Collected data entries:
★ ★ ★ ★

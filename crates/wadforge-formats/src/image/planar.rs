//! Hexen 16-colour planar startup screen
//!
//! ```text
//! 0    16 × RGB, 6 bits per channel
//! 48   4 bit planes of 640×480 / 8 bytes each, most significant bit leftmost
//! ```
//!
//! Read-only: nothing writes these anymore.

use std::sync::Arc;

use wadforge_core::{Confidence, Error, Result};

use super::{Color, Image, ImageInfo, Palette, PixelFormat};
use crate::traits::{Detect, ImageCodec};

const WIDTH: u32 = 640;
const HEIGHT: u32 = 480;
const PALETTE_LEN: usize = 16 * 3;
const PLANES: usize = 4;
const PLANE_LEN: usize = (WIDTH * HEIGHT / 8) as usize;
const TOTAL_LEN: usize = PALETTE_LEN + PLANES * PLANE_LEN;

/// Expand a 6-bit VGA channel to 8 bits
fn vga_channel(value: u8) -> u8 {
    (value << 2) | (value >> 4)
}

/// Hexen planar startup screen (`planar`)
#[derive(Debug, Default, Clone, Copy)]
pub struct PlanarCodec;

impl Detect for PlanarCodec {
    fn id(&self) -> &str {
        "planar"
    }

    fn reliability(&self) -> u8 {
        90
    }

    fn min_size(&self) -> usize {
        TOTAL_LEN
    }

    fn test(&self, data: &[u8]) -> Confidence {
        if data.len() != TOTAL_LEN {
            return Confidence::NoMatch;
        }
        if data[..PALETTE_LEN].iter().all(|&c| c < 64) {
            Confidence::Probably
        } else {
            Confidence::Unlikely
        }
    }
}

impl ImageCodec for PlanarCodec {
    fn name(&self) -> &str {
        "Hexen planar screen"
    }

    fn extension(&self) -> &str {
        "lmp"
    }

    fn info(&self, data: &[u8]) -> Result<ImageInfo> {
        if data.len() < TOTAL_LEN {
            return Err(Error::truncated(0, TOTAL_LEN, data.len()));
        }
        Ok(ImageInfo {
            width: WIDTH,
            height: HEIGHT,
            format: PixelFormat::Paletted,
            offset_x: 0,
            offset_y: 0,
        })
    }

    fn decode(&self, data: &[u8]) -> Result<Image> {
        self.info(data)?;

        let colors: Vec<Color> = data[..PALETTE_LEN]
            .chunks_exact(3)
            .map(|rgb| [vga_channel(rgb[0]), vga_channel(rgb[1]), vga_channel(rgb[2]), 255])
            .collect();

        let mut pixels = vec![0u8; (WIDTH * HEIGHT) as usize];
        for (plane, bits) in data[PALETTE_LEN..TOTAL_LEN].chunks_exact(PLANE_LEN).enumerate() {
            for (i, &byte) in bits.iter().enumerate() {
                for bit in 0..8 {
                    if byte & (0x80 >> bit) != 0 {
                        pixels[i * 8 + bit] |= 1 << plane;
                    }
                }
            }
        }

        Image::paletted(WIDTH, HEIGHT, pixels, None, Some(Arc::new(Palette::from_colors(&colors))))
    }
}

★ ★ ★ ★

Exact copies of every record are required, so retype them in full.

=== Solution to this exercise ===
filename crates/wadforge-formats/src/image/planar.rs
//! Hexen 16-colour planar startup screen
//!
//! ```text
//! 0    16 × RGB, 6 bits per channel
//! 48   4 bit planes of 640×480 / 8 bytes each, most significant bit leftmost
//! ```
//!
//! Read-only: nothing writes these anymore.

use std::sync::Arc;

use wadforge_core::{Confidence, Error, Result};

use super::{Color, Image, ImageInfo, Palette, PixelFormat};
use crate::traits::{Detect, ImageCodec};

const WIDTH: u32 = 640;
const HEIGHT: u32 = 480;
const PALETTE_LEN: usize = 16 * 3;
const PLANES: usize = 4;
const PLANE_LEN: usize = (WIDTH * HEIGHT / 8) as usize;
const TOTAL_LEN: usize = PALETTE_LEN + PLANES * PLANE_LEN;

/// Expand a 6-bit VGA channel to 8 bits
fn vga_channel(value: u8) -> u8 {
    (value << 2) | (value >> 4)
}

/// Hexen planar startup screen (`planar`)
#[derive(Debug, Default, Clone, Copy)]
pub struct PlanarCodec;

impl Detect for PlanarCodec {
    fn id(&self) -> &str {
        "planar"
    }

    fn reliability(&self) -> u8 {
        90
    }

    fn min_size(&self) -> usize {
        TOTAL_LEN
    }

    fn test(&self, data: &[u8]) -> Confidence {
        if data.len() != TOTAL_LEN {
            return Confidence::NoMatch;
        }
        if data[..PALETTE_LEN].iter().all(|&c| c < 64) {
            Confidence::Probably
        } else {
            Confidence::Unlikely
        }
    }
}

impl ImageCodec for PlanarCodec {
    fn name(&self) -> &str {
        "Hexen planar screen"
    }

    fn extension(&self) -> &str {
        "lmp"
    }

    fn info(&self, data: &[u8]) -> Result<ImageInfo> {
        if data.len() < TOTAL_LEN {
            return Err(Error::truncated(0, TOTAL_LEN, data.len()));
        }
        Ok(ImageInfo {
            width: WIDTH,
            height: HEIGHT,
            format: PixelFormat::Paletted,
            offset_x: 0,
            offset_y: 0,
        })
    }

    fn decode(&self, data: &[u8]) -> Result<Image> {
        self.info(data)?;

        let colors: Vec<Color> = data[..PALETTE_LEN]
            .chunks_exact(3)
            .map(|rgb| [vga_channel(rgb[0]), vga_channel(rgb[1]), vga_channel(rgb[2]), 255])
            .collect();

        let mut pixels = vec![0u8; (WIDTH * HEIGHT) as usize];
        for (plane, bits) in data[PALETTE_LEN..TOTAL_LEN].chunks_exact(PLANE_LEN).enumerate() {
            for (i, &byte) in bits.iter().enumerate() {
                for bit in 0..8 {
                    if byte & (0x80 >> bit) != 0 {
                        pixels[i * 8 + bit] |= 1 << plane;
                    }
                }
            }
        }

        Image::paletted(WIDTH, HEIGHT, pixels, None, Some(Arc::new(Palette::from_colors(&colors))))
    }
}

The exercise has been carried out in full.